Work task: Tell how many lines below include the word "serde". Only the number should appear.

◆ ◆ ◆ ◆

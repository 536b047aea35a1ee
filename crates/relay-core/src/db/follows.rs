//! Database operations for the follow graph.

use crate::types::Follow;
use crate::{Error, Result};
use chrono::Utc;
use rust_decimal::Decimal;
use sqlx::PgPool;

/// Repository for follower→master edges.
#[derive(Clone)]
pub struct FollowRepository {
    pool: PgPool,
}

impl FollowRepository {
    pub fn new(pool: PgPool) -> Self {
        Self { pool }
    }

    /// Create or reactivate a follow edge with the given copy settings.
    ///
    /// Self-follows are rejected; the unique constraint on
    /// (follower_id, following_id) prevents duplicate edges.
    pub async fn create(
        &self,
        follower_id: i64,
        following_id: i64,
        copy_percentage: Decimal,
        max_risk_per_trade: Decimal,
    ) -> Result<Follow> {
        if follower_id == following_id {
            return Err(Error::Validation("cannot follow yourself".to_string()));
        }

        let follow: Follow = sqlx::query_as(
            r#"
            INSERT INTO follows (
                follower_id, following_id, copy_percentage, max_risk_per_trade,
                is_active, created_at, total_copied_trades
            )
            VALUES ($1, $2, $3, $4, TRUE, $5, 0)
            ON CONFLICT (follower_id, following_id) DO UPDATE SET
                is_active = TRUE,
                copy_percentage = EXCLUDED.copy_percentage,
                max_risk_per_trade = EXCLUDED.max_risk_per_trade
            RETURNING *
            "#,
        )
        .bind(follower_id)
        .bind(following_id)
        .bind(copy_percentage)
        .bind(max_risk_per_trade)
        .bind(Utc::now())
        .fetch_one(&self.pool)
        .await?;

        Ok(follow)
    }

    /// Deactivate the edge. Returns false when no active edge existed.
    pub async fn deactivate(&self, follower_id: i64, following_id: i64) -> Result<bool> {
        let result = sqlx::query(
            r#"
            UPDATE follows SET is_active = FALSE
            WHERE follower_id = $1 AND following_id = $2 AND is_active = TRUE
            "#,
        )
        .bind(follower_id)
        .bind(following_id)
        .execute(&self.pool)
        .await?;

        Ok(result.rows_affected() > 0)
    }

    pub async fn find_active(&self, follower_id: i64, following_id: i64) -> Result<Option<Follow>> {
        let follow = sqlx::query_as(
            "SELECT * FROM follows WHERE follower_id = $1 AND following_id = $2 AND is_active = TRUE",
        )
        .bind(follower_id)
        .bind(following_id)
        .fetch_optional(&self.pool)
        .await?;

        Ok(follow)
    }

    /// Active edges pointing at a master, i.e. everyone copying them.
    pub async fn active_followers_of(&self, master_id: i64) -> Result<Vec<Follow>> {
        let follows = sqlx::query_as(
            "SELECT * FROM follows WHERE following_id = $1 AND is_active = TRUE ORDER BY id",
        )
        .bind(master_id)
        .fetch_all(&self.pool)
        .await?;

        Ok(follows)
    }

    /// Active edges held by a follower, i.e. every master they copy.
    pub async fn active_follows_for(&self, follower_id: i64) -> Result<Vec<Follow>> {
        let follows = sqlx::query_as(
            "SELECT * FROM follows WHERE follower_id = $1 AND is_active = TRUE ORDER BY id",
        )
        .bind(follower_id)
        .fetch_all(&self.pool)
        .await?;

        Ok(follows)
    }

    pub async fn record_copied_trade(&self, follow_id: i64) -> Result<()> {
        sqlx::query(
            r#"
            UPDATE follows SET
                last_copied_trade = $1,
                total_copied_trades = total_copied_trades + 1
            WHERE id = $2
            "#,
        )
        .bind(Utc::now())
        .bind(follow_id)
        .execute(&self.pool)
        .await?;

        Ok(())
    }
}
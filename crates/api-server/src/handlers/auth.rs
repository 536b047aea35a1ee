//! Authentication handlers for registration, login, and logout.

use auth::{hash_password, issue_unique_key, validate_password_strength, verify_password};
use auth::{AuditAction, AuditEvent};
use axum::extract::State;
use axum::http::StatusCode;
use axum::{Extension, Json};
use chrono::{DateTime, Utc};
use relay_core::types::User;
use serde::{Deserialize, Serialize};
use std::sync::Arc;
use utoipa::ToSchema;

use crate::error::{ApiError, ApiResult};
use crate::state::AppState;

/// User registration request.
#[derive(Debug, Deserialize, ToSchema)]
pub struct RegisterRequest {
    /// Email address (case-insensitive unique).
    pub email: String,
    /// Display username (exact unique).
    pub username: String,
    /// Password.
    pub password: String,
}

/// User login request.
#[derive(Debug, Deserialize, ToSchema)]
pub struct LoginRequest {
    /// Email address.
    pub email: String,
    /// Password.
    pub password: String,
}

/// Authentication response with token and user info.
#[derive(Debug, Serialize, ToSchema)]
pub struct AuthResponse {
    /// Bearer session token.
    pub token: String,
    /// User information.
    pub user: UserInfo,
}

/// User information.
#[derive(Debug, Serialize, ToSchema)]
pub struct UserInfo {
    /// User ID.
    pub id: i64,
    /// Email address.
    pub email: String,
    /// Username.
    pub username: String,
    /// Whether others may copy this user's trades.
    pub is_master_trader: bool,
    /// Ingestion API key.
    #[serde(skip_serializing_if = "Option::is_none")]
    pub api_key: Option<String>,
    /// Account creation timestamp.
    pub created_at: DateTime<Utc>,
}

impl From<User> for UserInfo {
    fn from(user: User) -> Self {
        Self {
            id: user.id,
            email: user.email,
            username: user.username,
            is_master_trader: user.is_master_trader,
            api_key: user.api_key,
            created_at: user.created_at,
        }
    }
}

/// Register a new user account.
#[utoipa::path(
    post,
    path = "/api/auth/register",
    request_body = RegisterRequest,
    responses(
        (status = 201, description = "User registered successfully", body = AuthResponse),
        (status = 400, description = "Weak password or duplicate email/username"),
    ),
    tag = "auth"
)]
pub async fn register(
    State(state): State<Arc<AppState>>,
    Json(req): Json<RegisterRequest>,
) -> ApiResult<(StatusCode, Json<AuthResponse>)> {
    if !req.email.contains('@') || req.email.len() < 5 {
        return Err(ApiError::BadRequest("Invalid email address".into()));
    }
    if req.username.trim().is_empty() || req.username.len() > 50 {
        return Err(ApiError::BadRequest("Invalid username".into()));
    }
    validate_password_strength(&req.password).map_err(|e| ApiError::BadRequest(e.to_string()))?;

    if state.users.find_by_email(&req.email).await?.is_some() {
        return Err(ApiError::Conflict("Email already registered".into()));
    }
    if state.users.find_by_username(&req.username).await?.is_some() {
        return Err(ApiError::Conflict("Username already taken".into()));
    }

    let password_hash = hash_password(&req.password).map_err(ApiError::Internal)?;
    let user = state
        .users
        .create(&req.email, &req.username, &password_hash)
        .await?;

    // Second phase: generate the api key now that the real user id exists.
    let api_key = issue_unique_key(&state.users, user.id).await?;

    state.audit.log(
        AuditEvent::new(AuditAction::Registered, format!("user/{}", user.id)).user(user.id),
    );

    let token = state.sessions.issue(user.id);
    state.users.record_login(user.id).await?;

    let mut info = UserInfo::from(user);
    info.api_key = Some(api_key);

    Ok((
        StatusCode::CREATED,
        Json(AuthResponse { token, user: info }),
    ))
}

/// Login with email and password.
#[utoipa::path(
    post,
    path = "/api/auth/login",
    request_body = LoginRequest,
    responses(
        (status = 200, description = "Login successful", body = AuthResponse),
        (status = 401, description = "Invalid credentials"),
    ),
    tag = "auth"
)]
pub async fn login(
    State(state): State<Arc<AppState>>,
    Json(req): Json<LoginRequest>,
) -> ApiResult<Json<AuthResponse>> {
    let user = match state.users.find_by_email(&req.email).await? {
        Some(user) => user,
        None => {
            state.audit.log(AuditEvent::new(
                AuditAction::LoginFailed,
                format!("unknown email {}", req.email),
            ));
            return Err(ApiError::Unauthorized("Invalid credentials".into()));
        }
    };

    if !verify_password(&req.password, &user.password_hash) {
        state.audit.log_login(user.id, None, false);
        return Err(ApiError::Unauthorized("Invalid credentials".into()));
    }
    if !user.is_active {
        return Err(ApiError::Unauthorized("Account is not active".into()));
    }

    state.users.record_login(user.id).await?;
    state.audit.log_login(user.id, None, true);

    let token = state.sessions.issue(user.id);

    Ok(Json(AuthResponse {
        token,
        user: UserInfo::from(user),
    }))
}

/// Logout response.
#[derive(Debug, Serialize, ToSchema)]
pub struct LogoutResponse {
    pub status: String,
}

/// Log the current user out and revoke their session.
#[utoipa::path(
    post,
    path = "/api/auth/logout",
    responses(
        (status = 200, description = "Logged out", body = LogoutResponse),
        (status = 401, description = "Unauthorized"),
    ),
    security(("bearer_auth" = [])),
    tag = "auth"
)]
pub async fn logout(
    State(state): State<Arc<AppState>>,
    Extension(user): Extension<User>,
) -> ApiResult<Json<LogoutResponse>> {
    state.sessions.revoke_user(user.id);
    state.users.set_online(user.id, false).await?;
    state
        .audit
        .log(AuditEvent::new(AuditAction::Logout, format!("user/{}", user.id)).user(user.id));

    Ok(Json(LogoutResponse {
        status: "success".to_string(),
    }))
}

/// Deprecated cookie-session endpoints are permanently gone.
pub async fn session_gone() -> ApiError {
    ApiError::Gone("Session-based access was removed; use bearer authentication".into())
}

◆ ◆ ◆ ◆

Written answer: 2